From the Archive

“Markets for What?”: Refining Our Questions Before Defining The Data

Notes From The FieldIn this edition of “Notes From The Field,” David Henderson speaks on how better data can actually lead to greater impact, by examining a critical assumption behind the request for better data: that it lands in the hands of skilled users. This isn’t a point to leave at assumption. I wouldn’t assume that buying Usain Bolt’s decidedly better track shoes will not take many of us under 10 seconds in the 100m. While there are many developing examples of intelligent data practice in the sector, the question of data literacy at both individual and industry scale is a rightly arresting one, and not only for the social sector as business and government also seek to ramp up data literacy.

I make my living helping organizations make sense of their social sector data. Yet as the fervor over the promise of data gets louder, the harder it is for me to tell what anyone is actually talking about.

“Data” is an ambiguous term, it has no value in itself. Data is only valuable insofar as it informs decision-making. The organizations I work with commonly ask “What data points should we collect?” This is the wrong way to think about data, and it is the same mistake we are making as a community when we focus on developing data markets without clearly identifying the questions we are trying to answer.

The real question then is, what decisions are we trying to make?

Philanthropic investments are different from financial investments. Financial investors maximize over one outcome, profit, while social investors might minimize or maximize over varying outcomes depending on their utility frameworks.
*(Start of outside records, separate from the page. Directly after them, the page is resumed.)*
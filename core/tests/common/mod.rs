//! Shared fixtures for orchestrator tests backed by wiremock servers

use std::sync::Arc;

use duet_core::config::{ModelConfig, SourcedAnswerConfig};
use duet_core::{DuetConfig, ManagedCredential, ModelTransport, Orchestrator};
use wiremock::MockServer;

pub const SOURCED_PATH: &str = "/v1/answers";
pub const REST_PATH: &str = "/v1/models/text:predict";

pub fn sourced_config(server: &MockServer) -> SourcedAnswerConfig {
    SourcedAnswerConfig {
        api_key: "pplx-test".to_string(),
        api_url: format!("{}{}", server.uri(), SOURCED_PATH),
        ..SourcedAnswerConfig::default()
    }
}

pub fn rest_transport(server: &MockServer) -> ModelTransport {
    ModelTransport::Rest {
        url: format!("{}{}", server.uri(), REST_PATH),
        api_key: "gkey".to_string(),
    }
}

pub fn managed_transport(server: &MockServer) -> ModelTransport {
    ModelTransport::Managed {
        project: "acme".to_string(),
        location: "us-central1".to_string(),
        endpoint_id: "42".to_string(),
        credential: ManagedCredential::AccessToken("ya29.test".to_string()),
        api_base: server.uri(),
    }
}

pub fn orchestrator(sourced_answer: SourcedAnswerConfig, transport: ModelTransport) -> Orchestrator {
    let config = DuetConfig {
        sourced_answer,
        model: ModelConfig {
            transport,
            ..ModelConfig::default()
        },
        ..DuetConfig::default()
    };
    Orchestrator::new(Arc::new(config)).expect("orchestrator")
}
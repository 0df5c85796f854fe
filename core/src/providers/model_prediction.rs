/// Model-prediction client
///
/// Talks to the generative-model provider over whichever transport was
/// resolved at startup. Every call here blocks the calling thread; run it
/// through [`crate::ModelWorkerPool`] from async code.
use crate::config::{ModelConfig, ModelTransport};
use crate::providers::credentials::BearerSource;
use crate::{DuetError, Result};
use serde_json::{json, Value};
use std::sync::Arc;
use std::time::Duration;
use tracing::{debug, warn};

/// Prefix the prompt with the instructions block, if any.
pub fn compose_effective_prompt(prompt: &str, instructions: Option<&str>) -> String {
    match instructions {
        Some(instructions) if !instructions.is_empty() => format!("{instructions}\n\n{prompt}"),
        _ => prompt.to_string(),
    }
}

/// Resource name of a deployed prediction endpoint
pub fn endpoint_path(project: &str, location: &str, endpoint_id: &str) -> String {
    format!("projects/{project}/locations/{location}/endpoints/{endpoint_id}")
}

#[derive(Clone)]
pub struct ModelPredictionClient {
    config: Arc<ModelConfig>,
    bearer: Option<BearerSource>,
}

impl ModelPredictionClient {
    /// Fails when the managed credential cannot be loaded.
    pub fn new(config: ModelConfig) -> Result<Self> {
        let bearer = match &config.transport {
            ModelTransport::Managed { credential, .. } => Some(BearerSource::resolve(credential)?),
            _ => None,
        };
        Ok(Self {
            config: Arc::new(config),
            bearer,
        })
    }

    pub fn transport(&self) -> &ModelTransport {
        &self.config.transport
    }

    /// Single-instance prediction body shared by both transports
    pub fn request_body(effective_prompt: &str) -> Value {
        json!({
            "instances": [{ "content": effective_prompt }],
            "parameters": {},
        })
    }

    /// Run one prediction. Blocks until the provider answers or the timeout hits.
    pub fn fetch_blocking(&self, prompt: &str, instructions: Option<&str>) -> Result<Value> {
        let effective = compose_effective_prompt(prompt, instructions);

        match &self.config.transport {
            ModelTransport::Managed {
                project,
                location,
                endpoint_id,
                api_base,
                ..
            } => {
                let bearer = self.bearer.as_ref().ok_or_else(|| {
                    DuetError::Configuration("managed credential not resolved".to_string())
                })?;
                // Fetched per call; the service-account source refreshes near expiry
                let access_token = bearer.token_blocking()?;
                let endpoint = endpoint_path(project, location, endpoint_id);
                self.predict_managed(api_base, &endpoint, &access_token, &effective)
            }
            ModelTransport::Rest { url, api_key } => self.predict_rest(url, api_key, &effective),
            ModelTransport::Unconfigured => Err(DuetError::Configuration(
                "model backend not configured: set VERTEX_ENDPOINT_ID with GOOGLE_APPLICATION_CREDENTIALS or GOOGLE_OAUTH_ACCESS_TOKEN, or VERTEX_REST_URL+GOOGLE_API_KEY"
                    .to_string(),
            )),
        }
    }

    // Built per call: a blocking client must be created and dropped off the async runtime.
    fn http(&self) -> Result<reqwest::blocking::Client> {
        let client = reqwest::blocking::Client::builder()
            .timeout(Duration::from_millis(self.config.timeout_ms))
            .user_agent("duet-orchestrator/0.1")
            .build()?;
        Ok(client)
    }

    fn predict_managed(
        &self,
        api_base: &str,
        endpoint: &str,
        access_token: &str,
        effective_prompt: &str,
    ) -> Result<Value> {
        let url = format!("{api_base}/v1/{endpoint}:predict");
        debug!(target: "model_prediction", endpoint = %endpoint, "POST prediction via managed client");

        let response = self
            .http()?
            .post(&url)
            .bearer_auth(access_token)
            .json(&Self::request_body(effective_prompt))
            .send()?;
        let body = check_status(response)?;

        let predictions = body
            .get("predictions")
            .cloned()
            .unwrap_or_else(|| Value::Array(Vec::new()));
        Ok(json!({ "predictions": predictions }))
    }

    fn predict_rest(&self, url: &str, api_key: &str, effective_prompt: &str) -> Result<Value> {
        debug!(target: "model_prediction", url = %url, "POST prediction via REST");

        let response = self
            .http()?
            .post(url)
            .query(&[("key", api_key)])
            .header("content-type", "application/json")
            .json(&Self::request_body(effective_prompt))
            .send()?;
        check_status(response)
    }
}

fn check_status(response: reqwest::blocking::Response) -> Result<Value> {
    let status = response.status();
    if !status.is_success() {
        let body = response.text().unwrap_or_default();
        warn!(target: "model_prediction", %status, body = %body, "Model provider returned error");
        return Err(DuetError::Upstream {
            provider: "model",
            status: status.as_u16(),
            body,
        });
    }
    Ok(response.json()?)
}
What an investor or organization values determines what data points are relevant in decision-making, not the other way around.
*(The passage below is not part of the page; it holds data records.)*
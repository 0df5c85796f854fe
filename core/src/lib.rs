// Duet Core Library
// Sourced-answer + model-prediction orchestration runtime

pub mod config;
pub mod ide;
pub mod orchestrator;
pub mod providers;
pub mod worker;

// Export core types
pub use config::{
    DuetConfig, ManagedCredential, ModelConfig, ModelTransport, ServerConfig, SourcedAnswerConfig,
};
pub use ide::{compose_ide_prompt, IdeRequest};
pub use orchestrator::{AskRequest, MergedResponse, Orchestrator};
pub use providers::{ModelPredictionClient, SourcedAnswerClient};
pub use worker::ModelWorkerPool;

// Error types
use thiserror::Error;

#[derive(Error, Debug)]
pub enum DuetError {
    #[error("Configuration error: {0}")]
    Configuration(String),

    #[error("Upstream {provider} returned {status}: {body}")]
    Upstream {
        provider: &'static str,
        status: u16,
        body: String,
    },

    #[error("{0}")]
    Validation(String),

    #[error("Worker error: {0}")]
    Worker(String),

    #[error("Credential error: {0}")]
    Credentials(String),

    #[error("HTTP error: {0}")]
    Http(#[from] reqwest::Error),

    #[error("IO error: {0}")]
    Io(#[from] std::io::Error),

    #[error("Serialization error: {0}")]
    Serialization(#[from] serde_json::Error),
}

impl DuetError {
    /// HTTP status this error is reported with.
    ///
    /// Upstream failures keep the provider's own status code so the caller sees
    /// e.g. a 404 or 429 exactly as the provider returned it. A non-error
    /// upstream status (a stray 304, say) is reported as 502.
    pub fn status_code(&self) -> u16 {
        match self {
            Self::Upstream { status, .. } if (400..=599).contains(status) => *status,
            Self::Upstream { .. } => 502,
            Self::Validation(_) => 400,
            _ => 500,
        }
    }
}

pub type Result<T> = std::result::Result<T, DuetError>;
// IDE request adapter
//
// Editor extensions send the surrounding project context separately from the
// question; both are folded into a single prompt before orchestration.

use serde::{Deserialize, Serialize};

/// Incoming `/ide` body. Both fields are optional on the wire; a missing
/// question is rejected by the orchestrator.
#[derive(Debug, Clone, Default, Serialize, Deserialize, PartialEq, Eq)]
pub struct IdeRequest {
    #[serde(default)]
    pub context: Option<String>,
    #[serde(default)]
    pub question: Option<String>,
}

impl IdeRequest {
    pub fn new(context: impl Into<String>, question: impl Into<String>) -> Self {
        Self {
            context: Some(context.into()),
            question: Some(question.into()),
        }
    }
}

pub fn compose_ide_prompt(context: &str, question: &str) -> String {
    format!("Project context:\n{context}\n\nQuestion:\n{question}")
}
Identifying indicators too hastily can lead one to make data informed decisions that are at odds with one’s desired result. Take for example a homeless services provider. One might think that a reasonable metric to assess success and failure would be a binary variable that indicates whether an individual was placed in housing or not.

What this data point would not consider is how difficult to house each individual was. Under this framework we would value housing a person who was chronically homeless for over fifteen years equal to housing an individual who was only temporarily homeless due to job loss.

Valuing these two outcomes the same might be okay, if that is true to one’s utility framework. But what if one valued placing a chronically homeless person in housing differently? We would need a different set of metrics, perhaps using something like a vulnerability index.

My point is not to argue that one type of outcome should be valued over another, but rather to underscore the complexity of working with social sector data, and how our choices of data points can influence what we believe to be rational, even guiding us to make data informed decisions that are contrary to our own goals.

So if we don’t start with identifying data points, where do we start?

In my firm’s work we begin each engagement with developing an impact theory, this is the portion of a theory of change that links outcomes to a set of interventions. We use a database system we developed to programmatically model an impact theory, tying intended outcomes to measurable indicators.

By tying outcomes (abstract goals like creating a safe neighborhood, or family stability) to measurable indicators, we can approximate goals in concrete terms. The discipline of tying indicators to outcomes also answers the question of what data points to collect in decision relevant ways.

Our next step is a process we call “utility elicitation,” where we identify points of indifference across all indicators. Going back to our homeless services example, we might try to identify how many temporarily homeless people an organization would need to house to equal housing one chronically homeless person. By identifying these points of indifference we can develop a utility framework that creates bounds around decision-making.

Finally, we help organizations develop a data collection strategy, using data collection instruments like surveys or database systems. By developing the data collection instruments with indicators tied to outcomes we are sure to get the data points an organization needs to improve decision-making without collecting extraneous indicators, especially important given the marginal cost of collecting additional data points.

With the impact theory and data collection instruments in place, we work with organizations to develop quarterly feedback loops whereby we use data collected in the previous three months to answer a particular policy questions. We use statistical techniques like regression analysis and machine learning algorithms to build predictive models based on outcomes metrics, treating the impact theory as a hypothesis that is tested and updated on a regular basis.

The subtext of each of my firm’s engagements is helping organizations and social investors understand the limits of data. Indeed, in order to pipe down the data hype and move into the information revolution, the social sector must first focus on improving data literacy. Sweeping generalizations about “what works and what does not” are not made by visionaries with hidden oracles, instead they are the uninformed mutterings of those who draw generalizations from small samples and outliers.

Ultimately, we will be able to get more out of data the better we collectively understand its limits. Too often we make generalizations based on our findings without proper error bounds around our results. These pseudo-scientific findings are perhaps more dangerous than not using any data at all.

As we think about data markets in the social sector, we should perhaps be more concerned with developing a data literate workforce. A social sector that knows how to use data can identify for itself the necessary data points to collect, and will be better able and willing to participate in intelligent data sharing. As the sector stands now, we need better data consumers more than we need better data.